#### [What needs to be done]
Read through the listing and copy every line that contains the word "changed".

*** Information given

//! Pointer-driven relocation of one piece at a time.
//!
//! The controller is a two-state machine, `idle -> dragging -> idle`. It
//! holds no DOM handles; the view feeds it pointer positions and applies the
//! resulting [`DropOutcome`] to the screen. Keeping it pure makes every
//! transition testable without a browser.

use crate::chess::position::{Board, PieceId, Relocation};
use crate::widget::geometry::{BoardRect, Point};

/// The single in-progress drag. A second press is rejected while this exists,
/// so there is exactly one dragged piece at any time.
#[derive(Copy, Clone, Debug)]
struct ActiveDrag {
    piece: PieceId,
    /// Offset between the pointer and the grabbed element's top-left corner.
    /// Preserving it keeps the piece anchored under the cursor at the same
    /// grip point for the whole drag.
    grip: Point,
    /// Where to draw the free-floating piece, relative to the board origin.
    position: Point,
}

/// What happened to the dragged piece on release.
#[derive(Copy, Clone, Debug, PartialEq, Eq)]
pub enum DropOutcome {
    /// The piece was dropped on a square and the board was updated.
    Placed(Relocation),
    /// The pointer was outside the board; the piece snaps back because its
    /// stored square never changed.
    OffBoard,
}

/// Tracks the dragged piece from press to release.
#[derive(Debug, Default)]
pub struct DragController {
    active: Option<ActiveDrag>,
}

impl DragController {
    #[allow(missing_docs)]
    #[must_use]
    pub const fn new() -> Self {
        Self { active: None }
    }

    /// Whether a drag is in progress.
    #[must_use]
    pub const fn is_dragging(&self) -> bool {
        self.active.is_some()
    }

    /// The piece being dragged, if any.
    #[must_use]
    pub fn dragged(&self) -> Option<PieceId> {
        self.active.map(|drag| drag.piece)
    }

    /// Current draw position of the floating piece, relative to the board
    /// origin.
    #[must_use]
    pub fn position(&self) -> Option<Point> {
        self.active.map(|drag| drag.position)
    }

    /// Arms a drag for `piece`. `pointer` is the press position and
    /// `piece_origin` the grabbed element's top-left corner, both in viewport
    /// coordinates. Returns `false` without touching any state when a drag is
    /// already in progress: there is one dragged-piece slot, never two.
    pub fn press(
        &mut self,
        piece: PieceId,
        pointer: Point,
        piece_origin: Point,
        rect: &BoardRect,
    ) -> bool {
        if self.active.is_some() {
            return false;
        }
        let grip = Point::new(pointer.x - piece_origin.x, pointer.y - piece_origin.y);
        self.active = Some(ActiveDrag {
            piece,
            grip,
            position: floating(pointer, grip, rect),
        });
        true
    }

    /// Updates the floating position while dragging and returns it. `None`
    /// when idle (stray move events arrive after release and are ignored).
    pub fn drag_to(&mut self, pointer: Point, rect: &BoardRect) -> Option<Point> {
        let drag = self.active.as_mut()?;
        drag.position = floating(pointer, drag.grip, rect);
        Some(drag.position)
    }

    /// Ends the drag. An in-bounds pointer relocates the dragged piece to the
    /// square under it; anything else leaves the board untouched. The drag
    /// state is cleared in every case, including a stale piece id.
    pub fn release(
        &mut self,
        pointer: Point,
        rect: &BoardRect,
        board: &mut Board,
    ) -> Option<DropOutcome> {
        let drag = self.active.take()?;
        match rect.square_at(pointer) {
            Some(square) => board
                .relocate(drag.piece, square)
                .map(DropOutcome::Placed),
            None => Some(DropOutcome::OffBoard),
        }
    }
}

/// The floating piece's draw position: pointer, translated into board
/// coordinates, minus the grip offset.
fn floating(pointer: Point, grip: Point, rect: &BoardRect) -> Point {
    let relative = rect.relative(pointer);
    Point::new(relative.x - grip.x, relative.y - grip.y)
}

#[cfg(test)]
mod test {
    use pretty_assertions::assert_eq;

    use super::*;
    use crate::chess::core::Square;
    use crate::chess::position::PIECE_COUNT;

    const RECT: BoardRect = BoardRect::new(100.0, 50.0, 480.0, 480.0);

    /// Viewport position of a square's tile corner, where piece elements are
    /// drawn.
    fn tile_corner(square: Square) -> Point {
        let origin = RECT.tile_origin(square);
        Point::new(RECT.left + origin.x, RECT.top + origin.y)
    }

    /// Presses the occupant of `square` a few pixels inside its tile.
    fn press_piece(
        controller: &mut DragController,
        board: &Board,
        square: Square,
    ) -> (PieceId, Point) {
        let piece = board.piece_at(square).expect("square is occupied").id;
        let corner = tile_corner(square);
        let pointer = Point::new(corner.x + 10.0, corner.y + 20.0);
        assert!(controller.press(piece, pointer, corner, &RECT));
        (piece, pointer)
    }

    #[test]
    fn press_records_grip_and_position() {
        let board = Board::starting();
        let mut controller = DragController::new();
        let (piece, pointer) = press_piece(&mut controller, &board, Square::E2);
        assert!(controller.is_dragging());
        assert_eq!(controller.dragged(), Some(piece));
        // Floating position is board-relative and compensates for the grip,
        // so the grabbed corner stays put on press.
        let expected = RECT.relative(Point::new(pointer.x - 10.0, pointer.y - 20.0));
        assert_eq!(controller.position(), Some(expected));
    }

    #[test]
    fn drag_keeps_grip_anchored() {
        let board = Board::starting();
        let mut controller = DragController::new();
        let _ = press_piece(&mut controller, &board, Square::E2);
        let position = controller
            .drag_to(Point::new(400.0, 300.0), &RECT)
            .expect("drag is in progress");
        // pointer - board origin - grip.
        assert_eq!(position, Point::new(400.0 - 100.0 - 10.0, 300.0 - 50.0 - 20.0));
    }

    #[test]
    fn drag_while_idle_is_ignored() {
        let mut controller = DragController::new();
        assert_eq!(controller.drag_to(Point::new(10.0, 10.0), &RECT), None);
    }

    #[test]
    fn second_press_is_rejected() {
        let board = Board::starting();
        let mut controller = DragController::new();
        let (first, _) = press_piece(&mut controller, &board, Square::E2);
        let second = board.piece_at(Square::D2).expect("white pawn on d2").id;
        let corner = tile_corner(Square::D2);
        assert!(!controller.press(second, corner, corner, &RECT));
        // The original drag is untouched.
        assert_eq!(controller.dragged(), Some(first));
    }

    #[test]
    fn release_in_bounds_relocates_only_the_dragged_piece() {
        let mut board = Board::starting();
        let before = board.clone();
        let mut controller = DragController::new();
        let (piece, _) = press_piece(&mut controller, &board, Square::E2);
        let outcome = controller
            .release(tile_corner(Square::E4), &RECT, &mut board)
            .expect("release ends the drag");
        match outcome {
            DropOutcome::Placed(relocation) => {
                assert_eq!(relocation.piece, piece);
                assert_eq!(relocation.from, Square::E2);
                assert_eq!(relocation.to, Square::E4);
                assert_eq!(relocation.captured, None);
            }
            DropOutcome::OffBoard => panic!("drop landed on e4"),
        }
        assert!(!controller.is_dragging());
        // Exactly one piece changed.
        for placed in before.pieces() {
            let after = board.piece(placed.id).expect("no piece was removed");
            if placed.id == piece {
                assert_eq!(after.square, Square::E4);
            } else {
                assert_eq!(after, placed);
            }
        }
    }

    #[test]
    fn release_out_of_bounds_snaps_back() {
        let mut board = Board::starting();
        let before = board.clone();
        let mut controller = DragController::new();
        let _ = press_piece(&mut controller, &board, Square::E2);
        let outcome = controller.release(Point::new(5.0, 5.0), &RECT, &mut board);
        assert_eq!(outcome, Some(DropOutcome::OffBoard));
        assert!(!controller.is_dragging());
        assert_eq!(board, before);
    }

    #[test]
    fn release_onto_occupied_square_captures() {
        let mut board = Board::starting();
        let mut controller = DragController::new();
        let (piece, _) = press_piece(&mut controller, &board, Square::E2);
        let victim = board.piece_at(Square::D7).expect("black pawn on d7").id;
        let outcome = controller
            .release(tile_corner(Square::D7), &RECT, &mut board)
            .expect("release ends the drag");
        assert_eq!(
            outcome,
            DropOutcome::Placed(Relocation {
                piece,
                from: Square::E2,
                to: Square::D7,
                captured: Some(victim),
            })
        );
        assert_eq!(board.len(), PIECE_COUNT - 1);
    }

    #[test]
    fn release_while_idle_is_ignored() {
        let mut board = Board::starting();
        let mut controller = DragController::new();
        assert_eq!(
            controller.release(tile_corner(Square::E4), &RECT, &mut board),
            None
        );
        assert_eq!(board, Board::starting());
    }

    #[test]
    fn drag_is_reusable_after_release() {
        let mut board = Board::starting();
        let mut controller = DragController::new();
        let _ = press_piece(&mut controller, &board, Square::E2);
        let _ = controller.release(Point::new(0.0, 0.0), &RECT, &mut board);
        // A fresh press works once the slot is free again.
        let (piece, _) = press_piece(&mut controller, &board, Square::D2);
        assert_eq!(controller.dragged(), Some(piece));
    }
}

******

#### [Response to the exercise]
    /// stored square never changed.
        // Exactly one piece changed.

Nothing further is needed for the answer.